Fly noticed a familiar, comely face in the corner of MercuryNews.com last week but was slightly confused to see a blue and orange PG&E logo where Evan Low’s dimple should be.

The trail-blazing, openly gay mayor of Campbell, shilling for PG&E? It turns out to be an ad for the much-maligned SmartMeter Program, the PG&E initiative to replace all old power meters with digital ones supposedly designed to provide more accurate readouts and give customers a better way to monitor their gas and electricity usage.

However, the claim that some SmartMeters are racking up sky-high power bills is causing a major backlash. So, PG&E figured, deploy the cute local pol!

“SmartMeters work by focusing consumption so that the consumer really understands how much they are using,” Low assuages us.

Though Fly is of the opinion that SmartMeters are probably a good thing in the long run, voters all too recently showed that they do believe in evil after voting down Prop. 16, the deceptively named, PG&E-financed “Tax Payers Right to Vote Act.”

Seems like a tricky time to be pasting a PG&E logo so close to the name of a local politician. And ultimately, why Low? Wouldn’t Chuck Reed, who’s been supportive of the meters, have been a more logical choice?

Then again, maybe PG&E was looking to harness the power of a megawatt smile.

The Fly is a weekly column written by San Jose Inside staff that provides a behind-the-scenes look at local politics.


  1. PG&E installed a smart meter at my home several months ago. Since then, my monthly electricity bill is up about 30% although nothing has changed about my day to day electricity use.

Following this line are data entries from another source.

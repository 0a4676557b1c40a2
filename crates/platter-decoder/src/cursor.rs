//! Token cursor over the raw XML stream.
//!
//! The assemblers never look at quick-xml events directly: they pull owned
//! [`Token`]s from a [`TokenSource`], one at a time, strictly forward.

use std::io::BufRead;

use quick_xml::Reader;
use quick_xml::events::{BytesStart, Event};

use crate::error::DecodeError;

/// Start tag with its local name and unescaped attributes, in document order.
#[derive(Debug, Clone, Default, PartialEq, Eq)]
pub struct StartTag {
  pub name: String,
  pub attributes: Vec<(String, String)>,
}

impl StartTag {
  pub fn new(name: impl Into<String>) -> Self {
    Self { name: name.into(), attributes: Vec::new() }
  }

  pub fn with_attr(mut self, key: impl Into<String>, value: impl Into<String>) -> Self {
    self.attributes.push((key.into(), value.into()));
    self
  }

  pub fn attr(&self, key: &str) -> Option<&str> {
    self.attributes.iter().find(|(k, _)| k == key).map(|(_, v)| v.as_str())
  }

  /// Attribute value, or an empty string when the attribute is missing.
  pub fn attr_or_default(&self, key: &str) -> String {
    self.attr(key).unwrap_or_default().to_string()
  }
}

#[derive(Debug, Clone, PartialEq, Eq)]
pub enum Token {
  Start(StartTag),
  End(String),
  /// Character data. Text may arrive split over several tokens.
  Text(String),
  Eof,
}

/// Forward-only supplier of tokens.
///
/// Implementations hold the position in the stream, so a source must be
/// advanced by exactly one caller at a time; the decoder owns its source to
/// guarantee that.
pub trait TokenSource {
  fn next_token(&mut self) -> Result<Token, DecodeError>;
}

impl<T: TokenSource + ?Sized> TokenSource for &mut T {
  fn next_token(&mut self) -> Result<Token, DecodeError> {
    (**self).next_token()
  }
}

/// [`TokenSource`] backed by a quick-xml reader.
///
/// Self-closing elements (`<image …/>`) come out as a start token followed by
/// its end token, so callers see one shape for both forms. Comments,
/// declarations, processing instructions and doctypes are dropped.
pub struct XmlCursor<R: BufRead> {
  reader: Reader<R>,
  buf: Vec<u8>,
  pending_end: Option<String>,
}

impl<R: BufRead> XmlCursor<R> {
  pub fn new(inner: R) -> Self {
    let mut reader = Reader::from_reader(inner);
    reader.config_mut().check_end_names = true;

    Self { reader, buf: Vec::with_capacity(8 * 1024), pending_end: None }
  }
}

impl<R: BufRead> TokenSource for XmlCursor<R> {
  fn next_token(&mut self) -> Result<Token, DecodeError> {
    if let Some(name) = self.pending_end.take() {
      return Ok(Token::End(name));
    }

    loop {
      self.buf.clear();

      let token = match self.reader.read_event_into(&mut self.buf)? {
        Event::Start(e) => Token::Start(start_tag(&e)?),
        Event::Empty(e) => {
          let tag = start_tag(&e)?;
          self.pending_end = Some(tag.name.clone());
          Token::Start(tag)
        }
        Event::End(e) => Token::End(decode_name(e.local_name().as_ref())),
        Event::Text(e) => Token::Text(e.unescape()?.into_owned()),
        Event::CData(e) => Token::Text(String::from_utf8_lossy(&e.into_inner()).into_owned()),
        Event::Eof => Token::Eof,
        _ => continue,
      };

      return Ok(token);
    }
  }
}

fn start_tag(e: &BytesStart<'_>) -> Result<StartTag, DecodeError> {
  let mut tag = StartTag::new(decode_name(e.local_name().as_ref()));

  for attr in e.attributes() {
    let attr = attr?;
    let key = decode_name(attr.key.local_name().as_ref());
    let value = attr.unescape_value()?.into_owned();
    tag.attributes.push((key, value));
  }

  Ok(tag)
}

fn decode_name(raw: &[u8]) -> String {
  String::from_utf8_lossy(raw).into_owned()
}

#[cfg(test)]
mod tests {
  use super::*;
  use pretty_assertions::assert_eq;
  use std::io::Cursor;

  fn tokens(xml: &str) -> Vec<Token> {
    let mut cursor = XmlCursor::new(Cursor::new(xml.as_bytes().to_vec()));
    let mut out = Vec::new();
    loop {
      let token = cursor.next_token().unwrap();
      let done = token == Token::Eof;
      out.push(token);
      if done {
        return out;
      }
    }
  }

  #[test]
  fn self_closing_element_yields_start_and_end() {
    let got = tokens(r#"<images><image type="primary" uri="a.jpg"/></images>"#);

    assert_eq!(
      got,
      vec![
        Token::Start(StartTag::new("images")),
        Token::Start(StartTag::new("image").with_attr("type", "primary").with_attr("uri", "a.jpg")),
        Token::End("image".to_string()),
        Token::End("images".to_string()),
        Token::Eof,
      ]
    );
  }

  #[test]
  fn namespaces_are_stripped_and_entities_unescaped() {
    let got = tokens(r#"<?xml version="1.0"?><d:name x:id="7">Tom &amp; Jerry<!-- c --></d:name>"#);

    assert_eq!(
      got,
      vec![
        Token::Start(StartTag::new("name").with_attr("id", "7")),
        Token::Text("Tom & Jerry".to_string()),
        Token::End("name".to_string()),
        Token::Eof,
      ]
    );
  }

  #[test]
  fn cdata_surfaces_as_text() {
    let got = tokens("<notes><![CDATA[a < b]]></notes>");
    assert_eq!(got[1], Token::Text("a < b".to_string()));
  }

  #[test]
  fn mismatched_end_tag_is_an_error() {
    let mut cursor = XmlCursor::new(Cursor::new(b"<a><b></a>".to_vec()));
    cursor.next_token().unwrap();
    cursor.next_token().unwrap();
    assert!(matches!(cursor.next_token(), Err(DecodeError::Xml(_))));
  }

  struct DroppedConnection {
    sent: bool,
  }

  impl std::io::Read for DroppedConnection {
    fn read(&mut self, buf: &mut [u8]) -> std::io::Result<usize> {
      if self.sent {
        return Err(std::io::Error::new(std::io::ErrorKind::ConnectionReset, "closed"));
      }
      self.sent = true;
      let head = b"<artists><artist>";
      buf[..head.len()].copy_from_slice(head);
      Ok(head.len())
    }
  }

  #[test]
  fn reader_failure_surfaces_as_io_error() {
    let mut cursor = XmlCursor::new(std::io::BufReader::new(DroppedConnection { sent: false }));
    cursor.next_token().unwrap();
    cursor.next_token().unwrap();

    match cursor.next_token() {
      Err(DecodeError::Io(err)) => assert_eq!(err.kind(), std::io::ErrorKind::ConnectionReset),
      other => panic!("expected io error, got {other:?}"),
    }
  }

  #[test]
  fn attribute_lookup_defaults_to_empty() {
    let tag = StartTag::new("label").with_attr("id", "5");
    assert_eq!(tag.attr("id"), Some("5"));
    assert_eq!(tag.attr_or_default("catno"), "");
  }
}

    With so many similar complaints it seems obvious that there are accuracy problems with these meters. Of course PG&E’s “party line” is “The OLD meters were recording too low!” (Yeah, right…PG&E was just happily giving away all that power…)

    My calls to customer service proved to be a joke. They just mouthed the party line about how wonderful the new meters are, and if your bill suddenly goes up it’s YOUR fault. After several calls they sent a guy to “test” the meter. Big surprise, the PG&E rep said PG&E’s meter was working just fine.

    Apparently there is no independent agency that confirms the accuracy of the meters, it’s left entirely to PG&E! The Public Utilities Commission is pretty toothless and my calls to them were greeted by a very disinterested-sounding state worker who suggested that I, get this, call PG&E! (Hey Arnold, you looking for someone to lay off?) 

    Solar, here I come!

  2. Evan has no interest in his fellow citizens.  Like McLeod in Santa Clara and Reed in San Jose, Low regards his constituents as disposable voters like plastic bags.  McLeod thinks   the voice of the people belongs in a landfill. She has acted to punish Measure J supporters by refusing to support them for commission appointments.

  3. 47.5% of the voters actually voted for the “Tax Payers Right to Vote Act.” To discount them and insinuate the vote was a landslide is dismissive.  What’s more, kudos to Low for seeing they are entirely different issues (you, yourself, admit SmartMeters are a good thing) and not approaching everything through some rabid anti-PG&E mantra (which is tiresomely rolled out by many entitled activists that simply do want to have to personally pay anything for electricity—or anything for that matter).